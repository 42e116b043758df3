//! Response types for the Settlement Comparator API.
//!
//! This module defines the error response structures and the mapping from
//! [`EngineError`] to HTTP status codes.

use axum::{
    Json,
    http::StatusCode,
    response::{IntoResponse, Response},
};
use serde::{Deserialize, Serialize};

use crate::error::EngineError;

/// API error response structure.
#[derive(Debug, Clone, Serialize, Deserialize)]
pub struct ApiError {
    /// Error code for programmatic handling.
    pub code: String,
    /// Human-readable error message.
    pub message: String,
    /// Optional details about the error.
    #[serde(skip_serializing_if = "Option::is_none")]
    pub details: Option<String>,
}

impl ApiError {
    /// Creates a new API error.
    pub fn new(code: impl Into<String>, message: impl Into<String>) -> Self {
        Self {
            code: code.into(),
            message: message.into(),
            details: None,
        }
    }

    /// Creates a new API error with details.
    pub fn with_details(
        code: impl Into<String>,
        message: impl Into<String>,
        details: impl Into<String>,
    ) -> Self {
        Self {
            code: code.into(),
            message: message.into(),
            details: Some(details.into()),
        }
    }

    /// Creates a validation error response.
    pub fn validation_error(message: impl Into<String>) -> Self {
        Self::new("VALIDATION_ERROR", message)
    }

    /// Creates a malformed JSON error response.
    pub fn malformed_json(message: impl Into<String>) -> Self {
        Self::new("MALFORMED_JSON", message)
    }

    /// Creates a missing field error response.
    pub fn missing_field(field: impl Into<String>) -> Self {
        let field = field.into();
        Self::with_details(
            "MISSING_FIELD",
            format!("missing field: {}", field),
            format!("Required field '{}' was left blank", field),
        )
    }
}

/// API error with HTTP status code.
pub struct ApiErrorResponse {
    /// The HTTP status code.
    pub status: StatusCode,
    /// The error body.
    pub error: ApiError,
}

impl ApiErrorResponse {
    fn bad_request(error: ApiError) -> Self {
        Self {
            status: StatusCode::BAD_REQUEST,
            error,
        }
    }

    fn internal(error: ApiError) -> Self {
        Self {
            status: StatusCode::INTERNAL_SERVER_ERROR,
            error,
        }
    }
}

impl IntoResponse for ApiErrorResponse {
    fn into_response(self) -> Response {
        (self.status, Json(self.error)).into_response()
    }
}

impl From<EngineError> for ApiErrorResponse {
    fn from(error: EngineError) -> Self {
        let message = error.to_string();
        match error {
            EngineError::MissingField { field } => Self::bad_request(ApiError::missing_field(field)),
            EngineError::InvalidAmount { .. } => {
                Self::bad_request(ApiError::new("INVALID_AMOUNT", message))
            }
            EngineError::InvalidDate { .. } => {
                Self::bad_request(ApiError::new("INVALID_DATE", message))
            }
            EngineError::InvalidDateRange { .. } => Self::bad_request(ApiError::with_details(
                "INVALID_DATE_RANGE",
                message,
                "The exit date must be on or after the hire date",
            )),
            EngineError::InvalidReason { .. } => Self::bad_request(ApiError::with_details(
                "INVALID_REASON",
                message,
                "Expected one of: harassment, wage_delay, fund_non_payment, voluntary_exit",
            )),
            EngineError::ConfigNotFound { .. } | EngineError::ConfigParseError { .. } => {
                Self::internal(ApiError::with_details(
                    "CONFIG_ERROR",
                    "Configuration error",
                    message,
                ))
            }
            EngineError::Telemetry { .. }
            | EngineError::Io(_)
            | EngineError::Serialization(_) => Self::internal(ApiError::with_details(
                "INTERNAL_ERROR",
                "Internal error",
                message,
            )),
        }
    }
}
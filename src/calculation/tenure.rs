//! Tenure decomposition functionality.
//!
//! Tenure is measured with a fixed 365-day year and a fixed 30-day month.
//! This ignores leap years and real month lengths. The comparison is an
//! estimate and its published figures depend on this approximation, so it
//! must not be replaced with calendar-accurate arithmetic.

use chrono::{Datelike, NaiveDate};
use serde::{Deserialize, Serialize};

use crate::models::AuditStep;

/// Days in a year for tenure purposes.
pub const DAYS_PER_YEAR: i64 = 365;

/// Days in a month for tenure and daily-rate purposes.
pub const DAYS_PER_MONTH: i64 = 30;

/// Months in a year, used for proportional entitlements.
pub const MONTHS_PER_YEAR: u32 = 12;

/// Length of employment split into whole years and leftover months.
#[derive(Debug, Clone, Copy, PartialEq, Eq, Serialize, Deserialize)]
pub struct Tenure {
    /// Calendar days between hire and exit.
    pub elapsed_days: i64,
    /// `floor(elapsed_days / 365)`.
    pub full_years: u32,
    /// `floor((elapsed_days mod 365) / 30)`.
    pub remaining_months: u32,
}

/// The result of decomposing tenure, including the audit step.
#[derive(Debug, Clone)]
pub struct TenureResult {
    /// The decomposed tenure.
    pub tenure: Tenure,
    /// The audit step recording this calculation.
    pub audit_step: AuditStep,
}

/// Splits the time between hire and exit into full years and leftover months.
///
/// The day count is taken as an absolute value, so reversed dates still
/// produce a defined tenure.
///
/// # Examples
///
/// ```
/// use settlement_comparator::calculation::decompose_tenure;
/// use chrono::NaiveDate;
///
/// let result = decompose_tenure(
///     NaiveDate::from_ymd_opt(2020, 1, 1).unwrap(),
///     NaiveDate::from_ymd_opt(2024, 1, 1).unwrap(),
///     1,
/// );
/// assert_eq!(result.tenure.elapsed_days, 1461);
/// assert_eq!(result.tenure.full_years, 4);
/// assert_eq!(result.tenure.remaining_months, 0);
/// ```
pub fn decompose_tenure(hire_date: NaiveDate, exit_date: NaiveDate, step_number: u32) -> TenureResult {
    let elapsed_days = (exit_date - hire_date).num_days().abs();
    let full_years = (elapsed_days / DAYS_PER_YEAR) as u32;
    let remaining_months = ((elapsed_days % DAYS_PER_YEAR) / DAYS_PER_MONTH) as u32;

    let tenure = Tenure {
        elapsed_days,
        full_years,
        remaining_months,
    };

    let audit_step = AuditStep {
        step_number,
        rule_id: "tenure".to_string(),
        rule_name: "Tenure Decomposition".to_string(),
        legal_ref: "CLT art. 478".to_string(),
        input: serde_json::json!({
            "hire_date": hire_date.to_string(),
            "exit_date": exit_date.to_string()
        }),
        output: serde_json::json!({
            "elapsed_days": elapsed_days,
            "full_years": full_years,
            "remaining_months": remaining_months
        }),
        reasoning: format!(
            "{} days / {} = {} full years; {} leftover days / {} = {} months",
            elapsed_days,
            DAYS_PER_YEAR,
            full_years,
            elapsed_days % DAYS_PER_YEAR,
            DAYS_PER_MONTH,
            remaining_months
        ),
    };

    TenureResult { tenure, audit_step }
}

/// The result of counting months worked in the exit year.
#[derive(Debug, Clone)]
pub struct ExitYearMonthsResult {
    /// Months worked in the exit calendar year (0 to 12).
    pub months: u32,
    /// The audit step recording this calculation.
    pub audit_step: AuditStep,
}

/// Counts the months worked in the calendar year of the exit date.
///
/// Days since January 1 of the exit year are divided by a 30-day month and
/// rounded up, so any started month counts. The count is capped at 12.
///
/// # Examples
///
/// ```
/// use settlement_comparator::calculation::months_in_exit_year;
/// use chrono::NaiveDate;
///
/// let result = months_in_exit_year(NaiveDate::from_ymd_opt(2024, 3, 15).unwrap(), 2);
/// assert_eq!(result.months, 3);
/// ```
pub fn months_in_exit_year(exit_date: NaiveDate, step_number: u32) -> ExitYearMonthsResult {
    let days_since_year_start = i64::from(exit_date.ordinal0());
    let started_months = (days_since_year_start + DAYS_PER_MONTH - 1) / DAYS_PER_MONTH;
    let months = (started_months as u32).min(MONTHS_PER_YEAR);

    let audit_step = AuditStep {
        step_number,
        rule_id: "exit_year_months".to_string(),
        rule_name: "Months Worked in Exit Year".to_string(),
        legal_ref: "Lei 4.090/1962 art. 1º §2º".to_string(),
        input: serde_json::json!({
            "exit_date": exit_date.to_string(),
            "days_since_year_start": days_since_year_start
        }),
        output: serde_json::json!({
            "months": months
        }),
        reasoning: format!(
            "ceil({} days / {}) = {} months (capped at {})",
            days_since_year_start, DAYS_PER_MONTH, months, MONTHS_PER_YEAR
        ),
    };

    ExitYearMonthsResult { months, audit_step }
}
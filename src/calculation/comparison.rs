//! Scenario comparison.
//!
//! This module composes the individual rules into the two scenario
//! breakdowns. Everything here is a pure function of the [`SettlementInput`]:
//! no clock, no randomness, no shared state. Calling it twice with the same
//! input yields identical results.

use rust_decimal::Decimal;

use crate::models::{AuditStep, ComparisonResult, SettlementBreakdown, SettlementInput};

use super::accrued_salary::calculate_accrued_salary;
use super::notice_pay::calculate_notice_pay;
use super::severance_fund::{calculate_fund_exit_penalty, calculate_fund_withdrawal};
use super::tenure::{Tenure, decompose_tenure, months_in_exit_year};
use super::thirteenth_pay::calculate_thirteenth_pay;
use super::vacation::calculate_vacation_accrual;

/// A comparison result together with the audit steps that produced it.
#[derive(Debug, Clone)]
pub struct AuditedComparison {
    /// The decomposed tenure used by the rules.
    pub tenure: Tenure,
    /// Months worked in the exit calendar year.
    pub months_in_exit_year: u32,
    /// The two breakdowns and their difference.
    pub result: ComparisonResult,
    /// Every rule applied, in order.
    pub audit_steps: Vec<AuditStep>,
}

/// Compares resignation against indirect termination.
///
/// Never fails. Input that would be rejected by
/// [`SettlementInput::validate`] still yields a defined, if meaningless,
/// result.
///
/// # Examples
///
/// ```
/// use settlement_comparator::calculation::compare_scenarios;
/// use settlement_comparator::models::{ReasonCode, SettlementInput};
/// use chrono::NaiveDate;
/// use rust_decimal::Decimal;
///
/// let input = SettlementInput {
///     gross_monthly_salary: Decimal::new(3000, 0),
///     severance_fund_balance: Decimal::new(15000, 0),
///     hire_date: NaiveDate::from_ymd_opt(2020, 1, 1).unwrap(),
///     exit_date: NaiveDate::from_ymd_opt(2024, 1, 1).unwrap(),
///     reason: ReasonCode::Harassment,
/// };
///
/// let result = compare_scenarios(&input);
/// assert_eq!(result.resignation.total, Decimal::new(7000, 0));
/// assert_eq!(result.indirect_termination.total, Decimal::new(32200, 0));
/// assert_eq!(result.difference, Decimal::new(25200, 0));
/// ```
pub fn compare_scenarios(input: &SettlementInput) -> ComparisonResult {
    compare_scenarios_audited(input).result
}

/// Compares both scenarios and records an audit step for every rule.
///
/// Steps are numbered from 1 in the order the rules run: tenure, exit-year
/// months, the three shared figures, the three indirect-termination figures,
/// and a final summary step.
pub fn compare_scenarios_audited(input: &SettlementInput) -> AuditedComparison {
    let mut audit_steps = Vec::with_capacity(9);
    let mut step_number: u32 = 1;
    let salary = input.gross_monthly_salary;
    let fund = input.severance_fund_balance;

    let tenure_result = decompose_tenure(input.hire_date, input.exit_date, step_number);
    let tenure = tenure_result.tenure;
    audit_steps.push(tenure_result.audit_step);
    step_number += 1;

    let exit_year_result = months_in_exit_year(input.exit_date, step_number);
    let exit_year_months = exit_year_result.months;
    audit_steps.push(exit_year_result.audit_step);
    step_number += 1;

    // Figures owed under both scenarios
    let accrued = calculate_accrued_salary(salary, step_number);
    audit_steps.push(accrued.audit_step);
    step_number += 1;

    let thirteenth = calculate_thirteenth_pay(salary, exit_year_months, step_number);
    audit_steps.push(thirteenth.audit_step);
    step_number += 1;

    let vacation = calculate_vacation_accrual(salary, &tenure, step_number);
    audit_steps.push(vacation.audit_step);
    step_number += 1;

    // Figures owed only under indirect termination
    let notice = calculate_notice_pay(salary, tenure.full_years, step_number);
    audit_steps.push(notice.audit_step);
    step_number += 1;

    let penalty = calculate_fund_exit_penalty(fund, step_number);
    audit_steps.push(penalty.audit_step);
    step_number += 1;

    let withdrawal = calculate_fund_withdrawal(fund, step_number);
    audit_steps.push(withdrawal.audit_step);
    step_number += 1;

    let resignation = SettlementBreakdown::from_components(
        accrued.amount,
        thirteenth.amount,
        vacation.amount,
        Decimal::ZERO,
        Decimal::ZERO,
        Decimal::ZERO,
    );

    let indirect_termination = SettlementBreakdown::from_components(
        accrued.amount,
        thirteenth.amount,
        vacation.amount,
        notice.amount,
        penalty.amount,
        withdrawal.amount,
    );

    let result = ComparisonResult::new(resignation, indirect_termination);
    audit_steps.push(summary_step(&result, input, step_number));

    AuditedComparison {
        tenure,
        months_in_exit_year: exit_year_months,
        result,
        audit_steps,
    }
}

fn summary_step(result: &ComparisonResult, input: &SettlementInput, step_number: u32) -> AuditStep {
    AuditStep {
        step_number,
        rule_id: "scenario_comparison".to_string(),
        rule_name: "Scenario Comparison".to_string(),
        legal_ref: "CLT art. 483".to_string(),
        input: serde_json::json!({
            "reason": input.reason,
            "resignation_total": result.resignation.total.normalize().to_string(),
            "indirect_termination_total": result.indirect_termination.total.normalize().to_string()
        }),
        output: serde_json::json!({
            "difference": result.difference.normalize().to_string()
        }),
        reasoning: format!(
            "R${} - R${} = R${} (reason '{}' does not affect amounts)",
            result.indirect_termination.total.normalize(),
            result.resignation.total.normalize(),
            result.difference.normalize(),
            input.reason.tag()
        ),
    }
}

#[cfg(test)]
mod tests {
    use super::*;
    use crate::models::{ReasonCode, SettlementComponent};
    use chrono::NaiveDate;
    use std::str::FromStr;

    fn dec(s: &str) -> Decimal {
        Decimal::from_str(s).unwrap()
    }

    fn date(y: i32, m: u32, d: u32) -> NaiveDate {
        NaiveDate::from_ymd_opt(y, m, d).unwrap()
    }

    fn create_input(
        salary: &str,
        fund: &str,
        hire_date: NaiveDate,
        exit_date: NaiveDate,
    ) -> SettlementInput {
        SettlementInput {
            gross_monthly_salary: dec(salary),
            severance_fund_balance: dec(fund),
            hire_date,
            exit_date,
            reason: ReasonCode::WageDelay,
        }
    }

    #[test]
    fn test_four_year_scenario() {
        let input = create_input("3000.00", "15000.00", date(2020, 1, 1), date(2024, 1, 1));
        let audited = compare_scenarios_audited(&input);
        let result = audited.result;

        assert_eq!(audited.tenure.full_years, 4);
        assert_eq!(audited.months_in_exit_year, 0);

        assert_eq!(result.resignation.accrued_salary, dec("3000"));
        assert_eq!(result.resignation.proportional_thirteenth_pay, Decimal::ZERO);
        assert_eq!(result.resignation.vacation_accrual, dec("4000"));
        assert_eq!(result.resignation.total, dec("7000"));

        assert_eq!(result.indirect_termination.notice_pay_in_lieu, dec("4200"));
        assert_eq!(result.indirect_termination.fund_exit_penalty, dec("6000"));
        assert_eq!(result.indirect_termination.fund_withdrawal, dec("15000"));
        assert_eq!(result.indirect_termination.total, dec("32200"));

        assert_eq!(result.difference, dec("25200"));
    }

    #[test]
    fn test_resignation_excludes_indirect_components() {
        let input = create_input("4500", "22000", date(2015, 3, 10), date(2025, 8, 20));
        let result = compare_scenarios(&input);

        assert_eq!(result.resignation.notice_pay_in_lieu, Decimal::ZERO);
        assert_eq!(result.resignation.fund_exit_penalty, Decimal::ZERO);
        assert_eq!(result.resignation.fund_withdrawal, Decimal::ZERO);
    }

    #[test]
    fn test_scenarios_share_base_components() {
        let input = create_input("4500", "22000", date(2015, 3, 10), date(2025, 8, 20));
        let result = compare_scenarios(&input);

        for component in SettlementComponent::ALL.into_iter().filter(|c| c.is_base()) {
            assert_eq!(
                result.resignation.amount(component),
                result.indirect_termination.amount(component),
                "{:?} differs between scenarios",
                component
            );
        }
    }

    #[test]
    fn test_same_day_hire_and_exit() {
        // 2024-03-15 is 74 days into the year: ceil(74 / 30) = 3 months
        let input = create_input("2400", "1000", date(2024, 3, 15), date(2024, 3, 15));
        let audited = compare_scenarios_audited(&input);

        assert_eq!(audited.tenure.full_years, 0);
        assert_eq!(audited.tenure.remaining_months, 0);
        assert_eq!(audited.months_in_exit_year, 3);
        assert_eq!(audited.result.resignation.vacation_accrual, Decimal::ZERO);
        assert_eq!(audited.result.resignation.proportional_thirteenth_pay, dec("600"));
        assert_eq!(audited.result.indirect_termination.notice_pay_in_lieu, dec("2400"));
    }

    #[test]
    fn test_short_tenure_mid_year() {
        // 2023-01-01 to 2023-07-20: 200 days, 0 years, 6 months
        // exit year months: 200 days since Jan 1 -> ceil(200 / 30) = 7
        let input = create_input("2400", "0", date(2023, 1, 1), date(2023, 7, 20));
        let result = compare_scenarios(&input);

        assert_eq!(result.resignation.proportional_thirteenth_pay, dec("1400"));
        // 2400 / 12 * 6 = 1200; + 400 = 1600
        assert_eq!(result.resignation.vacation_accrual, dec("1600"));
        assert_eq!(result.resignation.total, dec("5400"));
        assert_eq!(result.indirect_termination.notice_pay_in_lieu, dec("2400"));
        assert_eq!(result.difference, dec("2400"));
    }

    #[test]
    fn test_all_zero_input() {
        let input = create_input("0", "0", date(2019, 5, 1), date(2024, 11, 30));
        let result = compare_scenarios(&input);

        assert_eq!(result.resignation.total, Decimal::ZERO);
        assert_eq!(result.indirect_termination.total, Decimal::ZERO);
        assert_eq!(result.difference, Decimal::ZERO);
    }

    #[test]
    fn test_reason_does_not_affect_amounts() {
        let base = create_input("3100", "9000", date(2018, 2, 1), date(2024, 6, 30));
        let expected = compare_scenarios(&base);

        for reason in ReasonCode::ALL {
            let input = SettlementInput { reason, ..base };
            assert_eq!(compare_scenarios(&input), expected);
        }
    }

    #[test]
    fn test_comparison_is_idempotent() {
        let input = create_input("3333.33", "12345.67", date(2017, 9, 13), date(2025, 2, 28));
        let first = compare_scenarios_audited(&input);
        let second = compare_scenarios_audited(&input);

        assert_eq!(first.result, second.result);
        assert_eq!(first.audit_steps, second.audit_steps);
    }

    #[test]
    fn test_audit_steps_numbered_in_order() {
        let input = create_input("3000", "15000", date(2020, 1, 1), date(2024, 1, 1));
        let audited = compare_scenarios_audited(&input);

        let step_numbers: Vec<u32> = audited.audit_steps.iter().map(|s| s.step_number).collect();
        assert_eq!(step_numbers, (1..=9).collect::<Vec<u32>>());

        let rule_ids: Vec<&str> = audited
            .audit_steps
            .iter()
            .map(|s| s.rule_id.as_str())
            .collect();
        assert_eq!(
            rule_ids,
            vec![
                "tenure",
                "exit_year_months",
                "accrued_salary",
                "thirteenth_pay",
                "vacation_accrual",
                "notice_pay_in_lieu",
                "fund_exit_penalty",
                "fund_withdrawal",
                "scenario_comparison",
            ]
        );
    }

    #[test]
    fn test_reversed_dates_still_compute() {
        let forward = create_input("3000", "5000", date(2020, 1, 1), date(2024, 1, 1));
        let reversed = SettlementInput {
            hire_date: forward.exit_date,
            exit_date: forward.hire_date,
            ..forward
        };

        let result = compare_scenarios(&reversed);
        assert_eq!(
            result.indirect_termination.notice_pay_in_lieu,
            compare_scenarios(&forward).indirect_termination.notice_pay_in_lieu
        );
    }
}
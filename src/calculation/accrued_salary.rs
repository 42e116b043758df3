//! Accrued salary calculation.
//!
//! The engine always assumes exactly one unpaid month is owed. It does not
//! prorate from a specific payroll cutoff day.

use rust_decimal::Decimal;

use crate::models::AuditStep;

/// The result of calculating accrued salary, including the audit step.
#[derive(Debug, Clone)]
pub struct AccruedSalaryResult {
    /// The salary owed for the last month worked.
    pub amount: Decimal,
    /// The audit step recording this calculation.
    pub audit_step: AuditStep,
}

/// Calculates the salary balance owed at exit: one full monthly salary.
///
/// # Examples
///
/// ```
/// use settlement_comparator::calculation::calculate_accrued_salary;
/// use rust_decimal::Decimal;
///
/// let result = calculate_accrued_salary(Decimal::new(3000, 0), 3);
/// assert_eq!(result.amount, Decimal::new(3000, 0));
/// ```
pub fn calculate_accrued_salary(gross_monthly_salary: Decimal, step_number: u32) -> AccruedSalaryResult {
    let amount = gross_monthly_salary;

    let audit_step = AuditStep {
        step_number,
        rule_id: "accrued_salary".to_string(),
        rule_name: "Accrued Salary".to_string(),
        legal_ref: "CLT art. 477".to_string(),
        input: serde_json::json!({
            "gross_monthly_salary": gross_monthly_salary.normalize().to_string()
        }),
        output: serde_json::json!({
            "amount": amount.normalize().to_string()
        }),
        reasoning: format!(
            "One full month owed: R${}",
            amount.normalize()
        ),
    };

    AccruedSalaryResult { amount, audit_step }
}
//! Notice pay in lieu calculation.
//!
//! Only owed under indirect termination. The notice period grows with tenure:
//! 30 days plus 3 days for each full year worked.

use rust_decimal::Decimal;

use crate::models::AuditStep;

use super::tenure::DAYS_PER_MONTH;

/// Base notice period in days.
pub const BASE_NOTICE_DAYS: u32 = 30;

/// Extra notice days per full year of tenure.
pub const NOTICE_DAYS_PER_YEAR: u32 = 3;

/// The result of calculating notice pay in lieu.
#[derive(Debug, Clone)]
pub struct NoticePayResult {
    /// Length of the notice period in days.
    pub notice_days: u32,
    /// Salary per day (`salary / 30`).
    pub daily_rate: Decimal,
    /// Amount owed in lieu of notice.
    pub amount: Decimal,
    /// The audit step recording this calculation.
    pub audit_step: AuditStep,
}

/// Returns the notice period length for a number of full years.
///
/// # Examples
///
/// ```
/// use settlement_comparator::calculation::notice_period_days;
///
/// assert_eq!(notice_period_days(0), 30);
/// assert_eq!(notice_period_days(4), 42);
/// ```
pub fn notice_period_days(full_years: u32) -> u32 {
    BASE_NOTICE_DAYS + NOTICE_DAYS_PER_YEAR * full_years
}

/// Calculates notice pay in lieu at the daily rate.
///
/// # Examples
///
/// ```
/// use settlement_comparator::calculation::calculate_notice_pay;
/// use rust_decimal::Decimal;
///
/// let result = calculate_notice_pay(Decimal::new(3000, 0), 4, 6);
/// assert_eq!(result.notice_days, 42);
/// assert_eq!(result.amount, Decimal::new(4200, 0));
/// ```
pub fn calculate_notice_pay(gross_monthly_salary: Decimal, full_years: u32, step_number: u32) -> NoticePayResult {
    let notice_days = notice_period_days(full_years);
    let daily_rate = gross_monthly_salary / Decimal::from(DAYS_PER_MONTH);
    let amount = gross_monthly_salary * Decimal::from(notice_days) / Decimal::from(DAYS_PER_MONTH);

    let audit_step = AuditStep {
        step_number,
        rule_id: "notice_pay_in_lieu".to_string(),
        rule_name: "Notice Pay in Lieu".to_string(),
        legal_ref: "CLT art. 487; Lei 12.506/2011".to_string(),
        input: serde_json::json!({
            "gross_monthly_salary": gross_monthly_salary.normalize().to_string(),
            "full_years": full_years
        }),
        output: serde_json::json!({
            "notice_days": notice_days,
            "daily_rate": daily_rate.normalize().to_string(),
            "amount": amount.normalize().to_string()
        }),
        reasoning: format!(
            "{} + {} x {} years = {} days at R${}/day = R${}",
            BASE_NOTICE_DAYS,
            NOTICE_DAYS_PER_YEAR,
            full_years,
            notice_days,
            daily_rate.normalize(),
            amount.normalize()
        ),
    };

    NoticePayResult {
        notice_days,
        daily_rate,
        amount,
        audit_step,
    }
}
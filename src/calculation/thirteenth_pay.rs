//! Proportional year-end bonus (13th salary) calculation.

use rust_decimal::Decimal;

use crate::models::AuditStep;

use super::tenure::MONTHS_PER_YEAR;

/// The result of calculating the proportional year-end bonus.
#[derive(Debug, Clone)]
pub struct ThirteenthPayResult {
    /// The proportional bonus owed.
    pub amount: Decimal,
    /// The audit step recording this calculation.
    pub audit_step: AuditStep,
}

/// Calculates the year-end bonus owed for months worked in the exit year.
///
/// The bonus is one twelfth of the monthly salary per month worked in the
/// exit calendar year: `salary / 12 * months`. The multiplication is done
/// first so whole-month inputs stay exact.
///
/// # Examples
///
/// ```
/// use settlement_comparator::calculation::calculate_thirteenth_pay;
/// use rust_decimal::Decimal;
///
/// let result = calculate_thirteenth_pay(Decimal::new(3000, 0), 5, 4);
/// assert_eq!(result.amount, Decimal::new(1250, 0));
/// ```
pub fn calculate_thirteenth_pay(
    gross_monthly_salary: Decimal,
    months_in_exit_year: u32,
    step_number: u32,
) -> ThirteenthPayResult {
    let amount =
        gross_monthly_salary * Decimal::from(months_in_exit_year) / Decimal::from(MONTHS_PER_YEAR);

    let audit_step = AuditStep {
        step_number,
        rule_id: "thirteenth_pay".to_string(),
        rule_name: "Proportional 13th Salary".to_string(),
        legal_ref: "Lei 4.090/1962 art. 3º".to_string(),
        input: serde_json::json!({
            "gross_monthly_salary": gross_monthly_salary.normalize().to_string(),
            "months_in_exit_year": months_in_exit_year
        }),
        output: serde_json::json!({
            "amount": amount.normalize().to_string()
        }),
        reasoning: format!(
            "R${} / {} x {} months = R${}",
            gross_monthly_salary.normalize(),
            MONTHS_PER_YEAR,
            months_in_exit_year,
            amount.normalize()
        ),
    };

    ThirteenthPayResult { amount, audit_step }
}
○ ○ ○
From the listing above, copy all lines holding the word "impl".

**RESPONSE BELOW:**
impl ApiError {
    pub fn new(code: impl Into<String>, message: impl Into<String>) -> Self {
        code: impl Into<String>,
        message: impl Into<String>,
        details: impl Into<String>,
    pub fn validation_error(message: impl Into<String>) -> Self {
    pub fn malformed_json(message: impl Into<String>) -> Self {
    pub fn missing_field(field: impl Into<String>) -> Self {
impl ApiErrorResponse {
impl IntoResponse for ApiErrorResponse {
impl From<EngineError> for ApiErrorResponse {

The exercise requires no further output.